A crítica faz andar pra frente, e o riso, uma espécie de  antídoto, dá trégua à caminhada. A crítica dá rugas, o riso é anti-age. E, quando a crítica consegue divertir, é como um porre sem ressaca.

E, apesar do lugar comum (“criticar é fácil, difícil é fazer”), a crítica está na origem de qualquer fazer minimamente criativo. A energia inovadora nasce da crítica (ou autocrítica). É quando não concordamos, não gostamos ou não nos basta que surge mais inspiração. Referenciamo-nos, cercamo-nos de outras autorias e, consciente ou inconscientemente, criticamos para criar. Negamos, destruímos, relativizamos, para construir.

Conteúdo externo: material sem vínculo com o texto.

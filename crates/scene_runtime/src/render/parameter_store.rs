//! Frame-replicated parameter store
//!
//! The GPU may still be reading replica `k` for an earlier frame while the
//! CPU prepares the next one, and the CPU cannot know which replica a delayed
//! read of an unchanged object will hit. Every write therefore lands in all
//! replicas; writes are batched and flushed once per pass.

use crate::scene::ObjectId;

use super::backend::ReplicaMemory;
use super::RenderError;

/// Store counters
#[derive(Debug, Clone, Copy, Default, PartialEq, Eq)]
pub struct StoreStats {
    /// Records written (each to every replica)
    pub writes: u64,
    /// Flushes issued
    pub flushes: u64,
}

/// Per-object records replicated across frames in flight
pub struct FrameReplicatedStore {
    memory: Box<dyn ReplicaMemory>,
    max_objects: usize,
    record_size: usize,
    stride: usize,
    pending: Option<(usize, usize)>,
    stats: StoreStats,
}

impl FrameReplicatedStore {
    /// Create a store over replica memory
    ///
    /// The memory must provide exactly `frames_in_flight` replicas, each large
    /// enough for `max_objects` records of `record_size` bytes. Records are
    /// laid out at the memory's record alignment.
    pub fn new(
        max_objects: usize,
        record_size: usize,
        frames_in_flight: usize,
        memory: Box<dyn ReplicaMemory>,
    ) -> Result<Self, RenderError> {
        if memory.replica_count() != frames_in_flight {
            return Err(RenderError::Backend(format!(
                "replica memory has {} replicas, expected {}",
                memory.replica_count(),
                frames_in_flight
            )));
        }

        let stride = record_size.next_multiple_of(memory.record_alignment().max(1));
        let required = max_objects * stride;
        if memory.replica_size() < required {
            return Err(RenderError::Backend(format!(
                "replica size {} too small for {} records at a {} byte stride",
                memory.replica_size(),
                max_objects,
                stride
            )));
        }

        log::debug!(
            "Parameter store: {} objects x {} bytes (stride {}) x {} replicas",
            max_objects,
            record_size,
            stride,
            frames_in_flight
        );

        Ok(Self {
            memory,
            max_objects,
            record_size,
            stride,
            pending: None,
            stats: StoreStats::default(),
        })
    }

    /// Number of replicas
    pub fn frames_in_flight(&self) -> usize {
        self.memory.replica_count()
    }

    /// Size of one record in bytes
    pub fn record_size(&self) -> usize {
        self.record_size
    }

    /// Distance between consecutive records
    pub fn stride(&self) -> usize {
        self.stride
    }

    /// Byte offset of an object's record within a replica
    pub fn offset_of(&self, id: ObjectId) -> usize {
        id.index() * self.stride
    }

    /// Write an object's record into every replica
    pub fn write_at_all_replicas(&mut self, id: ObjectId, data: &[u8]) -> Result<(), RenderError> {
        let offset = self.offset_of(id);
        if id.index() >= self.max_objects || data.len() > self.record_size {
            return Err(RenderError::OutOfBounds {
                offset,
                len: data.len(),
                size: self.max_objects * self.stride,
            });
        }

        for replica in 0..self.memory.replica_count() {
            self.memory.write(replica, offset, data)?;
        }

        let end = offset + data.len();
        self.pending = Some(match self.pending {
            Some((start, stop)) => (start.min(offset), stop.max(end)),
            None => (offset, end),
        });
        self.stats.writes += 1;
        Ok(())
    }

    /// Flush everything written since the last flush
    ///
    /// Returns `false` without touching the memory if nothing was written.
    pub fn flush(&mut self) -> Result<bool, RenderError> {
        let Some((start, end)) = self.pending.take() else {
            return Ok(false);
        };

        self.memory.flush(start, end - start)?;
        self.stats.flushes += 1;
        Ok(true)
    }

    /// Whether writes are waiting for a flush
    pub fn has_pending(&self) -> bool {
        self.pending.is_some()
    }

    /// Read an object's record back from one replica
    pub fn read(&self, replica: usize, id: ObjectId) -> Result<Vec<u8>, RenderError> {
        self.memory.read(replica, self.offset_of(id), self.record_size)
    }

    /// Counters
    pub fn stats(&self) -> StoreStats {
        self.stats
    }
}

#[cfg(test)]
mod tests {
    use super::*;
    use crate::render::headless::HostReplicaMemory;

    fn store(frames: usize) -> FrameReplicatedStore {
        let memory = HostReplicaMemory::new(frames, 8 * 16);
        FrameReplicatedStore::new(8, 16, frames, Box::new(memory)).unwrap()
    }

    #[test]
    fn test_write_lands_in_every_replica() {
        let mut store = store(3);
        let data = [7u8; 16];
        store.write_at_all_replicas(ObjectId(2), &data).unwrap();

        for replica in 0..3 {
            assert_eq!(store.read(replica, ObjectId(2)).unwrap(), data);
        }
        assert_eq!(store.read(0, ObjectId(1)).unwrap(), [0u8; 16]);
    }

    #[test]
    fn test_flush_is_batched() {
        let mut store = store(2);
        assert!(!store.flush().unwrap());

        store.write_at_all_replicas(ObjectId(0), &[1; 16]).unwrap();
        store.write_at_all_replicas(ObjectId(5), &[2; 16]).unwrap();
        assert!(store.flush().unwrap());
        assert!(!store.flush().unwrap());
        assert_eq!(store.stats(), StoreStats { writes: 2, flushes: 1 });
    }

    #[test]
    fn test_out_of_range_write_is_rejected() {
        let mut store = store(2);
        assert!(store.write_at_all_replicas(ObjectId(8), &[0; 16]).is_err());
        assert!(store.write_at_all_replicas(ObjectId(0), &[0; 17]).is_err());
        assert!(!store.has_pending());
    }

    #[test]
    fn test_records_follow_memory_alignment() {
        let memory = HostReplicaMemory::new(2, 8 * 64).with_alignment(64);
        let mut store = FrameReplicatedStore::new(8, 16, 2, Box::new(memory)).unwrap();
        assert_eq!(store.stride(), 64);
        assert_eq!(store.offset_of(ObjectId(3)), 192);

        store.write_at_all_replicas(ObjectId(7), &[9; 16]).unwrap();
        assert_eq!(store.read(1, ObjectId(7)).unwrap(), [9u8; 16]);
        assert_eq!(store.read(1, ObjectId(6)).unwrap(), [0u8; 16]);

        let memory = HostReplicaMemory::new(2, 8 * 16).with_alignment(64);
        assert!(FrameReplicatedStore::new(8, 16, 2, Box::new(memory)).is_err());
    }

    #[test]
    fn test_mismatched_memory_is_rejected() {
        let memory = HostReplicaMemory::new(2, 64);
        assert!(FrameReplicatedStore::new(8, 16, 2, Box::new(memory)).is_err());
        let memory = HostReplicaMemory::new(3, 128);
        assert!(FrameReplicatedStore::new(8, 16, 2, Box::new(memory)).is_err());
    }
}
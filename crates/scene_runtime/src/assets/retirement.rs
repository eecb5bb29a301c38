//! Bounded retirement queue
//!
//! Superseded GPU resources may still be referenced by command streams that
//! are executing for earlier frames. Instead of destroying them on
//! replacement they wait here, oldest first, until the queue overflows.
//!
//! The bound is a frame-count heuristic, not a fence: nothing here knows
//! whether the GPU has actually finished with an entry when it is evicted.

use std::collections::VecDeque;

/// Bounded FIFO of superseded resources
#[derive(Debug)]
pub struct RetirementQueue<T> {
    entries: VecDeque<T>,
    capacity: usize,
    retired_total: u64,
    evicted_total: u64,
}

impl<T> RetirementQueue<T> {
    /// Create a queue holding at most `capacity` entries
    pub fn new(capacity: usize) -> Self {
        let capacity = capacity.max(1);
        Self {
            entries: VecDeque::with_capacity(capacity + 1),
            capacity,
            retired_total: 0,
            evicted_total: 0,
        }
    }

    /// Retire a resource, returning the oldest entry if the queue overflowed
    ///
    /// The caller owns destruction of the returned entry.
    pub fn retire(&mut self, item: T) -> Option<T> {
        self.entries.push_back(item);
        self.retired_total += 1;

        if self.entries.len() > self.capacity {
            self.evicted_total += 1;
            self.entries.pop_front()
        } else {
            None
        }
    }

    /// Remove every entry, oldest first
    pub fn drain(&mut self) -> impl Iterator<Item = T> + '_ {
        self.entries.drain(..)
    }

    /// Entries currently waiting, oldest first
    pub fn iter(&self) -> impl Iterator<Item = &T> {
        self.entries.iter()
    }

    /// Number of waiting entries
    pub fn len(&self) -> usize {
        self.entries.len()
    }

    /// Whether nothing is waiting
    pub fn is_empty(&self) -> bool {
        self.entries.is_empty()
    }

    /// Maximum number of waiting entries
    pub fn capacity(&self) -> usize {
        self.capacity
    }

    /// Entries ever retired
    pub fn retired_total(&self) -> u64 {
        self.retired_total
    }

    /// Entries ever evicted
    pub fn evicted_total(&self) -> u64 {
        self.evicted_total
    }
}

E a crítica alheia, maldosa ou condescendente, vulgar ou educada, do nosso próprio trabalho, também acende novas gasolinas internas.

Mas, porque o exercício da crítica é viciante, ela apaixona, e a paixão é uma doença incurável.

Daí vem a Internet: nego compra um megafone na liquidação e sai fazendo passeata por qualquer galinha atropelada.

Lidar com essa enxurrada de opiniões pode causar sérios danos ou muito sono.

Mas, afinal, incentiva-se ou censura-se? É bacana ver todo o mundo tendo opinião de tudo, sobre tudo e, pior, falando para todos despudoradamente?

Então vem o sábio da montanha e diz ” A crítica exige responsabilidade ou costas largas”. Em outras palavras, deixa estar, deixa fazer, e que cada um assuma seus próprios riscos ou acione seus pistolões.

Mas aí vai uma dica: se você tiver venta grande e incontinência digital, lembre-se do riso. Faça graça. A crítica gozada é sempre mais difícil de entender. A crítica que faz rir é também muito mais fácil de digerir. Isso afasta uma pá de problemas.